Selective Sparing of Human Tregs by Pharmacologic Inhibitors of the Phosphatidylinositol 3‐Kinase and MEK Pathways

Phosphatidylinositol 3‐kinase ( PI 3K) and mitogen‐activated protein kinase/extracellular signal‐regulated ( MEK ) signaling are central to the survival and proliferation of many cell types. Multiple lines of investigation in murine models have shown that control of the PI 3K pathway is particularly important for regulatory T cell (Treg) stability and function. PI 3K and MEK inhibitors are being introduced into the clinic, and we hypothesized that pharmacologic inhibition of PI 3K, and possibly MEK , in mixed cultures of human mononuclear cells would preferentially affect CD 4 + and CD 8 + lymphocytes compared with Tregs. We tested this hypothesis using four readouts: proliferation, activation, functional suppression, and signaling.
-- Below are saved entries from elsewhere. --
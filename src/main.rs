//! rebaser CLI - keep GitHub pull requests rebased onto their base branch

mod cli;

use anyhow::{Context, Result};
use clap::{Parser, Subcommand};
use cli::context::CommandContext;
use pr_rebaser::config::{Config, default_config_path, load_config};
use pr_rebaser::update::UpdateState;
use std::path::PathBuf;
use std::sync::Arc;
use tracing_subscriber::EnvFilter;

#[derive(Parser)]
#[command(name = "rebaser")]
#[command(about = "Keep pull requests rebased onto their base branch through the GitHub API")]
#[command(version)]
struct Cli {
    /// Path to the configuration file
    #[arg(long, global = true)]
    config: Option<PathBuf>,

    /// Enable debug logging
    #[arg(short, long, global = true)]
    verbose: bool,

    #[command(subcommand)]
    command: Commands,
}

#[derive(Subcommand)]
enum Commands {
    /// Rebase one pull request now
    Rebase {
        /// Repository as owner/name
        #[arg(long)]
        repo: String,
        /// Pull request number
        number: u64,
    },
    /// Update the oldest open pull request that is behind its base
    Sweep {
        /// Repository as owner/name
        #[arg(long)]
        repo: String,
    },
    /// Handle a commit status webhook payload
    Status {
        /// Path to the JSON payload
        #[arg(long)]
        payload: PathBuf,
    },
}

fn init_tracing(verbose: bool) {
    let default = if verbose { "debug" } else { "info" };
    let filter = EnvFilter::try_from_default_env().unwrap_or_else(|_| EnvFilter::new(default));
    tracing_subscriber::fmt()
        .with_env_filter(filter)
        .with_writer(std::io::stderr)
        .init();
}

fn read_config(path: Option<PathBuf>) -> Result<Config> {
    match path.or_else(default_config_path) {
        Some(path) => load_config(&path)
            .with_context(|| format!("loading configuration from {}", path.display())),
        None => Ok(Config::default()),
    }
}

#[tokio::main]
async fn main() -> Result<()> {
    let cli = Cli::parse();
    init_tracing(cli.verbose);

    let config = read_config(cli.config)?;
    let state = Arc::new(UpdateState::with_cooldown(config.update.failure_cooldown()));

    match cli.command {
        Commands::Rebase { repo, number } => {
            let ctx = CommandContext::new(config, &repo, state)?;
            cli::rebase::run_rebase(&ctx, number).await?;
        }
        Commands::Sweep { repo } => {
            let ctx = CommandContext::new(config, &repo, state)?;
            cli::sweep::run_sweep(&ctx).await?;
        }
        Commands::Status { payload } => {
            let event = cli::status::read_status_event(&payload)?;
            let slug = format!(
                "{}/{}",
                event.repository.owner.login, event.repository.name
            );
            let ctx = CommandContext::new(config, &slug, state)?;
            cli::status::run_status(&ctx, &event).await?;
        }
    }

    Ok(())
}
Results showed that Tregs were less susceptible to inhibition by both δ and α isoform–specific PI 3K inhibitors and by an MEK inhibitor compared with their conventional CD 4 + and CD 8 + counterparts. These studies suggest less functional reliance on PI 3K and MEK signaling in Tregs compared with conventional CD 4 + and CD 8 + lymphocytes. Therefore, the PI 3K and MEK pathways are attractive pharmacologic targets for transplantation and treatment of autoimmunity.